Angel looked as if she'd slapped him; Rose Rose kissed him and hugged him--and she changed her tone of voice.

"You see?" she whispered to him, holding him tight. "We wouldn't of had no fun at no beach, Angel."

"Do you want the baby?" he asked her.

"I want the one I got," she told him. "I don't want this other one!" She struck herself as hard as she could when she said "other"; she bent herself over again, she'd knocked the wind out of herself. She lay in the grass in what Angel could not help observing was a fetal position.

"You wanna love me or help me?" she asked him.

"Both," he said miserably.

"Ain't no such thing as both," she said. "If you smart, you just stick with helpin' me--that easier."

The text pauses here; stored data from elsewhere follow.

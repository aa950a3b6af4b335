//! Integration test case lifecycle
//!
//! An [`IntegrationCase`] owns everything one test needs against a live
//! cluster: a dedicated topic, an exclusive client that has already waited for
//! the topic to become ready, and a [`MessageKeyer`] for unique payloads.
//! Dropping the case closes the client, so the connection is released even
//! when the test body panics.

use rand::{Rng, distributions::Alphanumeric};
use shared::logging::log_success;
use shared::{case_debug, case_info, case_warn};
use std::fmt;

use crate::config::HarnessConfig;
use crate::error::{HarnessError, HarnessResult};
use crate::runtime::{ClientError, Clock, ClusterClient, ReadinessCoordinator, TopicReadiness};
use crate::testing::keyer::MessageKeyer;
use crate::testing::versions::SkipReason;

const TOPIC_SUFFIX_LEN: usize = 10;

/// Result of setting up a case: ready to run, or skipped
pub enum CaseSetup<C: ClusterClient> {
    Ready(IntegrationCase<C>),
    Skipped(SkipReason),
}

impl<C: ClusterClient> CaseSetup<C> {
    pub fn into_ready(self) -> Option<IntegrationCase<C>> {
        match self {
            CaseSetup::Ready(case) => Some(case),
            CaseSetup::Skipped(_) => None,
        }
    }
}

pub struct IntegrationCase<C: ClusterClient> {
    id: String,
    topic: String,
    client: C,
    closed: bool,
    readiness: TopicReadiness,
    keyer: MessageKeyer,
}

impl<C: ClusterClient> IntegrationCase<C> {
    /// Prepare a case: check the cluster version is known, pick a topic,
    /// connect, and wait for the topic to become ready
    ///
    /// `connect` is only invoked once the case is known to run.
    pub fn setup<K, F>(
        config: &HarnessConfig,
        case_id: &str,
        coordinator: &ReadinessCoordinator<K>,
        connect: F,
    ) -> HarnessResult<CaseSetup<C>>
    where
        K: Clock,
        F: FnOnce(&HarnessConfig) -> Result<C, ClientError>,
    {
        if !config.cluster_version.is_known() {
            case_warn!(case_id, "⏭️ Integration test requires KAFKA_VERSION, skipping");
            return Ok(CaseSetup::Skipped(SkipReason::VersionUnknown));
        }

        let topic = config
            .topic
            .clone()
            .unwrap_or_else(|| generated_topic(case_id));

        case_info!(case_id, "🚀 Setting up case on topic '{}' via {}", topic, config.bootstrap);

        let client = connect(config).map_err(|source| HarnessError::Connect { source })?;

        let mut case = IntegrationCase {
            id: case_id.to_string(),
            topic: topic.clone(),
            client,
            closed: false,
            readiness: TopicReadiness::new(topic),
            keyer: MessageKeyer::new(case_id),
        };

        let deadline = coordinator.deadline_after(config.readiness_timeout);
        coordinator.await_ready(&mut case.client, &mut case.readiness, deadline)?;
        log_success(&case.id, &format!("Case ready on topic '{}'", case.topic));

        Ok(CaseSetup::Ready(case))
    }

    pub fn id(&self) -> &str {
        &self.id
    }

    pub fn topic(&self) -> &str {
        &self.topic
    }

    pub fn client(&self) -> &C {
        &self.client
    }

    pub fn client_mut(&mut self) -> &mut C {
        &mut self.client
    }

    pub fn readiness(&self) -> &TopicReadiness {
        &self.readiness
    }

    /// Unique payload for `label`, stable for the lifetime of this case
    pub fn msg(&mut self, label: &str) -> Vec<u8> {
        self.keyer.get_or_create(label)
    }

    pub fn msgs<I, S>(&mut self, labels: I) -> Vec<Vec<u8>>
    where
        I: IntoIterator<Item = S>,
        S: AsRef<str>,
    {
        self.keyer.get_or_create_many(labels)
    }

    /// Close the client now instead of waiting for drop
    pub fn teardown(mut self) {
        self.release();
    }

    fn release(&mut self) {
        if self.closed {
            return;
        }
        self.closed = true;
        self.client.close();
        case_debug!(self.id, "🛑 Client closed for topic '{}'", self.topic);
    }
}

impl<C: ClusterClient> fmt::Debug for CaseSetup<C> {
    fn fmt(&self, f: &mut fmt::Formatter<'_>) -> fmt::Result {
        match self {
            CaseSetup::Ready(case) => f.debug_tuple("Ready").field(case).finish(),
            CaseSetup::Skipped(reason) => f.debug_tuple("Skipped").field(reason).finish(),
        }
    }
}

impl<C: ClusterClient> fmt::Debug for IntegrationCase<C> {
    fn fmt(&self, f: &mut fmt::Formatter<'_>) -> fmt::Result {
        f.debug_struct("IntegrationCase")
            .field("id", &self.id)
            .field("topic", &self.topic)
            .field("closed", &self.closed)
            .field("readiness", &self.readiness)
            .finish_non_exhaustive()
    }
}

impl<C: ClusterClient> Drop for IntegrationCase<C> {
    fn drop(&mut self) {
        self.release();
    }
}

/// Topic name derived from the last segment of a test path plus a random suffix
pub fn generated_topic(case_id: &str) -> String {
    let short = case_id
        .rsplit(|c: char| c == ':' || c == '.')
        .next()
        .filter(|segment| !segment.is_empty())
        .unwrap_or("topic");
    format!("{}-{}", short, random_suffix(TOPIC_SUFFIX_LEN))
}

/// Random ASCII letters
pub fn random_suffix(len: usize) -> String {
    rand::thread_rng()
        .sample_iter(&Alphanumeric)
        .map(char::from)
        .filter(char::is_ascii_alphabetic)
        .take(len)
        .collect()
}
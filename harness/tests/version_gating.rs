//! Version gating from a downstream test crate
//!
//! `require_versions!` is expanded here, outside the harness crate, with no
//! direct `tracing` import in scope.

use harness::{HarnessConfig, require_versions};
use std::cell::Cell;

fn gated(config: &HarnessConfig, ran: &Cell<bool>) {
    require_versions!(config, ">=0.10.1.0");
    ran.set(true);
}

#[test]
fn test_gate_runs_on_supported_version() {
    let config = HarnessConfig::builder().kafka_version("0.10.2").unwrap().build();
    let ran = Cell::new(false);

    gated(&config, &ran);

    assert!(ran.get());
}

#[test]
fn test_gate_returns_early_on_older_version() {
    let config = HarnessConfig::builder().kafka_version("0.9.0.1").unwrap().build();
    let ran = Cell::new(false);

    gated(&config, &ran);

    assert!(!ran.get());
}

#[test]
fn test_gate_accepts_wide_version_components() {
    let config = HarnessConfig::builder().kafka_version("0.10.4294967296").unwrap().build();
    let ran = Cell::new(false);

    gated(&config, &ran);

    assert!(ran.get());
}
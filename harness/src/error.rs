//! Harness-specific error types

use shared::SharedError;
use std::fmt;
use thiserror::Error;

use crate::runtime::ClientError;

/// Readiness phase in which a deadline expired
#[derive(Debug, Clone, Copy, PartialEq, Eq)]
pub enum WaitPhase {
    Metadata,
    PartitionLeadership,
}

impl fmt::Display for WaitPhase {
    fn fmt(&self, f: &mut fmt::Formatter<'_>) -> fmt::Result {
        match self {
            WaitPhase::Metadata => write!(f, "topic metadata"),
            WaitPhase::PartitionLeadership => write!(f, "partition leadership"),
        }
    }
}

#[derive(Error, Debug)]
pub enum HarnessError {
    #[error("Unrecognized version constraint: '{expr}'")]
    InvalidConstraint { expr: String },

    #[error("Timeout waiting for {phase} on topic '{topic}' (pending partitions: {pending:?})")]
    Timeout {
        topic: String,
        phase: WaitPhase,
        pending: Vec<i32>,
    },

    #[error("Cluster client error on topic '{topic}': {source}")]
    Client {
        topic: String,
        #[source]
        source: ClientError,
    },

    #[error("Failed to connect cluster client: {source}")]
    Connect {
        #[source]
        source: ClientError,
    },

    #[error("Shared component error: {0}")]
    Shared(#[from] SharedError),
}

impl HarnessError {
    pub fn is_timeout(&self) -> bool {
        matches!(self, HarnessError::Timeout { .. })
    }
}

pub type HarnessResult<T> = Result<T, HarnessError>;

"You can stay with me," Angel began--again.

"Don't tell me no more 'bout that!" Rose Rose said angrily. "Don't tell me no more names for my baby, either. Just plain help me," she said.

"How?" Angel asked. "Anything," he told her.

"Just get me an abortion," Rose Rose said. "I don't live 'round here, I don't know nobody to ask, and I got no money."

Angel thought that the money he'd been saving to buy his first car would probably be enough money for an abortion--he had saved about five hundred dollars--but the problem was that the money was in a savings account, the trustees of which were his father and Candy; Angel couldn't take any money out without their signatures. And when Angel called Herb Fowler at home, the news regarding the abortionist was typically vague.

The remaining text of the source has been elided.